What this task involves:
Go through the records below and copy out every line that contains the word "level".

Data provided Block Start

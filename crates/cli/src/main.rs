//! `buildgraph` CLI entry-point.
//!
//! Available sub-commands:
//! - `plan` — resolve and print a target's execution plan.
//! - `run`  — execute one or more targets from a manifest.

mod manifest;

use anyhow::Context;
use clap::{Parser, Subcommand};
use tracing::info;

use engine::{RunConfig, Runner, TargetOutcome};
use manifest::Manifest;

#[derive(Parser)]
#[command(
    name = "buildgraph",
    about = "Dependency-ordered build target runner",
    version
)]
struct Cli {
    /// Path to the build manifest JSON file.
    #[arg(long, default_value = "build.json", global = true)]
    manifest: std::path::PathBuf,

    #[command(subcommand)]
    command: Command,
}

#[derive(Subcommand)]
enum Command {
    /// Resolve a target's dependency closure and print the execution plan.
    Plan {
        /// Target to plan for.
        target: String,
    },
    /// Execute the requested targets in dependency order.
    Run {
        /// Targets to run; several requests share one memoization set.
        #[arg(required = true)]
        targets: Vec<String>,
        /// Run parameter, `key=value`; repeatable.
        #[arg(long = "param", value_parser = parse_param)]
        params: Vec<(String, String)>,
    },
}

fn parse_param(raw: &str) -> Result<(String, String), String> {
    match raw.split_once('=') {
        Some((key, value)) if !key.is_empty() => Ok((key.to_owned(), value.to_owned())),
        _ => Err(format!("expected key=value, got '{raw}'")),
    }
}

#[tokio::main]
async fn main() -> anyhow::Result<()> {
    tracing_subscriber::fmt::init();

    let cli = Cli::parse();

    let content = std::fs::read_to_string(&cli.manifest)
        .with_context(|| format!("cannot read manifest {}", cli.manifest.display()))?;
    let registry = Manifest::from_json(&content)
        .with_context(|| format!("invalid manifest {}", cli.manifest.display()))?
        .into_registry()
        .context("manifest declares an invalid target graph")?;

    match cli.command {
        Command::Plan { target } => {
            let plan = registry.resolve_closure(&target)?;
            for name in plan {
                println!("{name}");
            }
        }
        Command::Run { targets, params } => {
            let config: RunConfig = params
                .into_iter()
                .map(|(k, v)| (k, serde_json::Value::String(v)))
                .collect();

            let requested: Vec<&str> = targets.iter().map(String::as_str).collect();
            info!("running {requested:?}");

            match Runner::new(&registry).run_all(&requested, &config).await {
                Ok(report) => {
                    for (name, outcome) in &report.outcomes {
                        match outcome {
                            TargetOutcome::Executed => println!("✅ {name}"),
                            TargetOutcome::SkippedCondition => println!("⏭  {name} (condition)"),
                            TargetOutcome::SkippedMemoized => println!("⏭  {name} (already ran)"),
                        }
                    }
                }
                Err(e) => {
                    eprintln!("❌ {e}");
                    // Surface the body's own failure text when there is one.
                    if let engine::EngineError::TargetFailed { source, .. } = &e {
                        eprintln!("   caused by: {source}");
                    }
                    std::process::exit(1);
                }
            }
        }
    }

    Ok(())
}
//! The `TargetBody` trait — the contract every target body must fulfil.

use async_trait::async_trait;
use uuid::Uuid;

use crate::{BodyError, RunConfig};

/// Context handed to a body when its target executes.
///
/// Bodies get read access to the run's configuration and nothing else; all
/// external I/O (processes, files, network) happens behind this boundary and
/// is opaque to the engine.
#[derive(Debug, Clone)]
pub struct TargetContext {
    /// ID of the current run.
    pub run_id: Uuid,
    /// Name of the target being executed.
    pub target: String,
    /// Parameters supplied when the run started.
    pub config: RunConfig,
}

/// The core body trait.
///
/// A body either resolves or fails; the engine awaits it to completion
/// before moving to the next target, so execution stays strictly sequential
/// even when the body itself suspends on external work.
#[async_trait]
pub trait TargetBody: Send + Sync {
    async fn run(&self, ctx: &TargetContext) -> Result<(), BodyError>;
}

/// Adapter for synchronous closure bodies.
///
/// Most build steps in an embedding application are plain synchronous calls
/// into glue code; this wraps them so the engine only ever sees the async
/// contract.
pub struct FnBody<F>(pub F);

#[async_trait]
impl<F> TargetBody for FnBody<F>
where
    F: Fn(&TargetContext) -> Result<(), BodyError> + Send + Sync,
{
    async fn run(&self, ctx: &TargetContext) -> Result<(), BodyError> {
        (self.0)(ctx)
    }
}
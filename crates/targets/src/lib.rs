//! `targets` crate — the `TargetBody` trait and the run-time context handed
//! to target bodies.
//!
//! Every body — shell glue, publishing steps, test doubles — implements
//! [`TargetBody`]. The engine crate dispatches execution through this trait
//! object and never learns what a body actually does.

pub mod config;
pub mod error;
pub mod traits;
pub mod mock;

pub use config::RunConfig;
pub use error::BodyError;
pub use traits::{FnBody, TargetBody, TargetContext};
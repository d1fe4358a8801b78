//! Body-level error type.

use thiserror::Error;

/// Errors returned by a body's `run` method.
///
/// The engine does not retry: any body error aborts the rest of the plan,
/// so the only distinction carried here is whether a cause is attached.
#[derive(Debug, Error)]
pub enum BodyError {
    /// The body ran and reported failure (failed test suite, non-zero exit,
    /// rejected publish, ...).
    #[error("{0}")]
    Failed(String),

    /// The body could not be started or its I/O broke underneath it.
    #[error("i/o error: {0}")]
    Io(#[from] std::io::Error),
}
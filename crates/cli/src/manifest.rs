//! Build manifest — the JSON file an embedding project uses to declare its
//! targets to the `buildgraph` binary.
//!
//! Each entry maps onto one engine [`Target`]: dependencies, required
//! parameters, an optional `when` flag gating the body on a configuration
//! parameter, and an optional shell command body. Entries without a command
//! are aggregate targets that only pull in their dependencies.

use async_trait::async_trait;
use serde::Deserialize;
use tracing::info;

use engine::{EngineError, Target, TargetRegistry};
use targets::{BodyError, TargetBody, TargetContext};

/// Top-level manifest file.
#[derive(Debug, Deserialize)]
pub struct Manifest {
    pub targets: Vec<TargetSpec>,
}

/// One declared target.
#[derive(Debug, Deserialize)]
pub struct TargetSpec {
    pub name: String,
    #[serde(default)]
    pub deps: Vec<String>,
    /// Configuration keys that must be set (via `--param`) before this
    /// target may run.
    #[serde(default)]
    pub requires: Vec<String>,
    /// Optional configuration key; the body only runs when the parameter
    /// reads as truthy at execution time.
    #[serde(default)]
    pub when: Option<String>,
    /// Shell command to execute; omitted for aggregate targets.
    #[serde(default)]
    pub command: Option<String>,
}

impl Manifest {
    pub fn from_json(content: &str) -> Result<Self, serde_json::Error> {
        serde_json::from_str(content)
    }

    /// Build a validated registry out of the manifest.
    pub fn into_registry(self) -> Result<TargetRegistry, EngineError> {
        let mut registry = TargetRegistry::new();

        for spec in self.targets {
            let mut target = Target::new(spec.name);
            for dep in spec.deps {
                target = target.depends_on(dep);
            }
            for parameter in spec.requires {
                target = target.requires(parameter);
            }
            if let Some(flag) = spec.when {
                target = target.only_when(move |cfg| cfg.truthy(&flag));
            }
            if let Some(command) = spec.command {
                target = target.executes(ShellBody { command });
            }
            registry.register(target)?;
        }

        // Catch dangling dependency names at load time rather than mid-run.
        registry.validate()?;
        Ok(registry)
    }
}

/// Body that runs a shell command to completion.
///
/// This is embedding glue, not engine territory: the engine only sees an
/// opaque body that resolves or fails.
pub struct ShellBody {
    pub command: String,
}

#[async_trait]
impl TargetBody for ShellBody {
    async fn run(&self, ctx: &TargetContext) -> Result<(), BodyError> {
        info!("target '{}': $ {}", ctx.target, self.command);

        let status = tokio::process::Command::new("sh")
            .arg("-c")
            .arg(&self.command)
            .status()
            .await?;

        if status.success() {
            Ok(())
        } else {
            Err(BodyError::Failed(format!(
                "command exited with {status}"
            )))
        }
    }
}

Data provided Block End

Task result:
//! Body-level error type.
/// Top-level manifest file.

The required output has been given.